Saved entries
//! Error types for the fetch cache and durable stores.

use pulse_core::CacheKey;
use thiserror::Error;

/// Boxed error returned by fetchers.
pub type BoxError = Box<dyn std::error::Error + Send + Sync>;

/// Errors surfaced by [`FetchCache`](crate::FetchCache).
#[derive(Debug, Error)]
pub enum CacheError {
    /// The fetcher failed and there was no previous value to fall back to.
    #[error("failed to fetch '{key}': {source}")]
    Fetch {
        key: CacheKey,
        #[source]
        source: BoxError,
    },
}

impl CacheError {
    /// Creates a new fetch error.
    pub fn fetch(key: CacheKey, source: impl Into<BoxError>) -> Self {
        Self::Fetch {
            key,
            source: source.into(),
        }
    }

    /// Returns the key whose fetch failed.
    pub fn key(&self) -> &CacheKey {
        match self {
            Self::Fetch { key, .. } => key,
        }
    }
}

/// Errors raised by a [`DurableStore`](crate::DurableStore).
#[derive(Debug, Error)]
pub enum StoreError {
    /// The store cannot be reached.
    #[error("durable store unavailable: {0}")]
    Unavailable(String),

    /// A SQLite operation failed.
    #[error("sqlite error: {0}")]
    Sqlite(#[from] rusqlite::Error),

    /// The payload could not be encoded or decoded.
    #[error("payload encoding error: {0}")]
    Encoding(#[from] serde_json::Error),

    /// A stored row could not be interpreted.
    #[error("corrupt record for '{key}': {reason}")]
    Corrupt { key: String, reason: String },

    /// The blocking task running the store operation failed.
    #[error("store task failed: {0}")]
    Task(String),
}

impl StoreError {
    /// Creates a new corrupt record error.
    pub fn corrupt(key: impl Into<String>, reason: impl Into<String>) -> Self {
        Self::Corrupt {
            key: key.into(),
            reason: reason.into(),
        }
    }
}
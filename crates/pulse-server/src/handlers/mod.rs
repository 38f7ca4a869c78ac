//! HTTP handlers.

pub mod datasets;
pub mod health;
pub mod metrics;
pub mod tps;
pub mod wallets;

Task description » The number of lines above where the word "record" occurs, and only that number, is the answer.

Solved exercise » 2